Tort-Contributory negligence III
In
Froom v Butcher (1975) the plaintiff was involved in a car accident which was
caused by the defendant’s negligence. While the defendant was held liable, the
claimant was not wearing her seat belt at that time of the accident. The law
that made the wearing of seatbelts mandatory only came into force on the 31st
of January 1983 - prior to that it was recommended that passengers in a car
wear seatbelts. Fitting of seatbelt anchorage points in all new cars was made
compulsory in 1967.
Therefore
it is possible to surmise that the government was quite serious about making
the public aware of the benefits of wearing seatbelts and it was only a matter
of time before the law came into effect.
It
was held that the plaintiff would not have been injured but for the defendants
negligence but the plaintiff also had a duty to take the necessary precautions
to mitigate or reduce any injury he or she may incur by taking recommended
precautionary steps and therefore the damages that the plaintiff received were
reduced in proportion to the amount that he or she was deemed to have
contributed to his or her own injury.
In
Owens v Brimmell (1977) both the plaintiff and the defendant were out drinking
and after they’d had about 8 pints each got into a car to drive home. During
the journey, the driver lost control of the car and the car crashed into a
lamppost resulting in injuries to both the driver and the passenger. The
plaintiff, who was the passenger sued.
The
court acknowledged that the accident was caused by the recklessness of the
driver but the plaintiff was not entirely without fault. He had made the
conscious decision of getting into a car with someone who was drunk behind the
steering wheel and therefore the damages that were awarded to him were reduced
by 20% and he was found to be contributorily negligent.
It
is worth comparing the decision in Owens v Brimmell (1977) with the decision in
Traynor v Donovan (1978). In Traynor v Donovan (1978) the plaintiff got into a
car with the defendant, who was drunk, behind the wheel. Though he was above
the alcohol limit for drivers, the defendant’s condition was not obvious or
apparent. The car subsequently crashed and the plaintiff sued. The defendant
contended that the damages awarded to the plaintiff should be reduced because
the plaintiff had knowingly got into a car with a driver who’d been drinking.
The
defendant was unsuccessful. The court held that the defendant was liable and
the plaintiff would only be contributorily negligent if he or she knew that the
defendant had been drinking. In this instance the court found that there was
nothing to indicate that the plaintiff was aware of the fact that the defendant
had been drinking and therefore the plaintiff was not contributorily negligent.
The
decision in Traynor v Donovan (1978) was reaffirmed in Malone v Rowan (1984).

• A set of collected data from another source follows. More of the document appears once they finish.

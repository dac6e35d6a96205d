// SPDX-License-Identifier: Apache-2.0

use std::collections::HashMap;

use serde::{Deserialize, Serialize};

/// One page of the catalog search endpoint's JSON response.
#[derive(Deserialize, Debug)]
pub(crate) struct SearchPage {
    /// Total number of layers the catalog reports for this query.
    pub total: Option<u64>,
    /// Layer entries carried by this page. Older catalog builds name this
    /// field `rows` on continuation pages; both spellings parse here.
    #[serde(default, alias = "rows")]
    pub results: Vec<LayerDescriptor>,
    /// Cursor for the next page, when the catalog has more results.
    pub next: Option<String>,
    /// Application-level failure flag; `false` means the search itself failed.
    pub success: Option<bool>,
    /// Remote-reported error texts accompanying `success: false`.
    #[serde(default)]
    pub errors: Vec<String>,
}

/// A single catalog entry: one named geospatial dataset and its artifact links.
#[derive(Deserialize, Serialize, Debug, Clone)]
pub(crate) struct LayerDescriptor {
    /// Stable identifier, optionally carrying a `namespace:` prefix. The full
    /// qualified name is what upstream endpoints are queried with.
    pub name: String,
    /// Human-readable display label.
    #[serde(default)]
    pub title: String,
    /// Map from format tag (`zip`, `tiff`, plus auxiliary `xml` and `sld`) to
    /// the resource serving that representation.
    #[serde(default)]
    pub links: HashMap<String, ResourceLink>,
}

/// One downloadable representation of a layer.
#[derive(Deserialize, Serialize, Debug, Clone)]
pub(crate) struct ResourceLink {
    pub url: String,
    /// File extension advertised for this format, including the leading dot.
    pub extension: Option<String>,
}

impl LayerDescriptor {
    /// Layer name without its namespace prefix. This is the form used for
    /// display, derived local filenames, and the skip check; keeping a single
    /// implementation stops the resume marker from drifting out of sync.
    pub(crate) fn stripped_name(&self) -> &str {
        strip_namespace(&self.name)
    }
}

/// Drops the `namespace:` prefix from a layer name. Names without a prefix
/// pass through unchanged, and the operation is idempotent.
pub(crate) fn strip_namespace(name: &str) -> &str {
    match name.rsplit_once(':') {
        Some((_, bare)) => bare,
        None => name,
    }
}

The plaintiff’s husband got into a car with a driver who was drunk. The car
subsequently crashed and the plaintiff’s husband was killed in the accident.
The plaintiff sued.
The
court in line with the decision in Traynor v Donovan (1978) found that in a
situation where the plaintiff gets into a car with a driver who is drunk but
there is nothing to indicate that the driver is drunk or the plaintiff has no
reason to believe that the driver is drunk, then the plaintiff cannot be found
contributorily negligent if an accident were to occur.
In
order for any defendant to successfully raise contributory negligence the
plaintiff in most instances, though there may be exceptions, must be aware of
all the facts. Let us go back briefly to the situation where the plaintiff and
his friend entered a mine with the unstable roof and the employers were about
to bring the roof down. The plaintiff in that instance was found to be
contributorily negligent because he was aware of all the facts.
If
the plaintiff wasn’t aware that the roof of the cavern was unstable or if he
wasn’t told to avoid the mine, shaft or cavern because the employers were about
to bring the roof down and if he had entered it in the normal course of
employment than he would not have been contributorily negligent.
Likewise
in the case of the motorcyclist who was involved in an accident and found to be
contributorily negligent because he wasn’t wearing a helmet, most people would
know that riding a bike without a helmet is dangerous and any injury that was
incurred as a result of an accident, while riding a bike, will be aggravated if
the rider does not wear a helmet.
Similarly
in the case of the driving instructor who got into the car with Mrs. Weston, he
was aware that Mrs. Weston was not a diligent driver.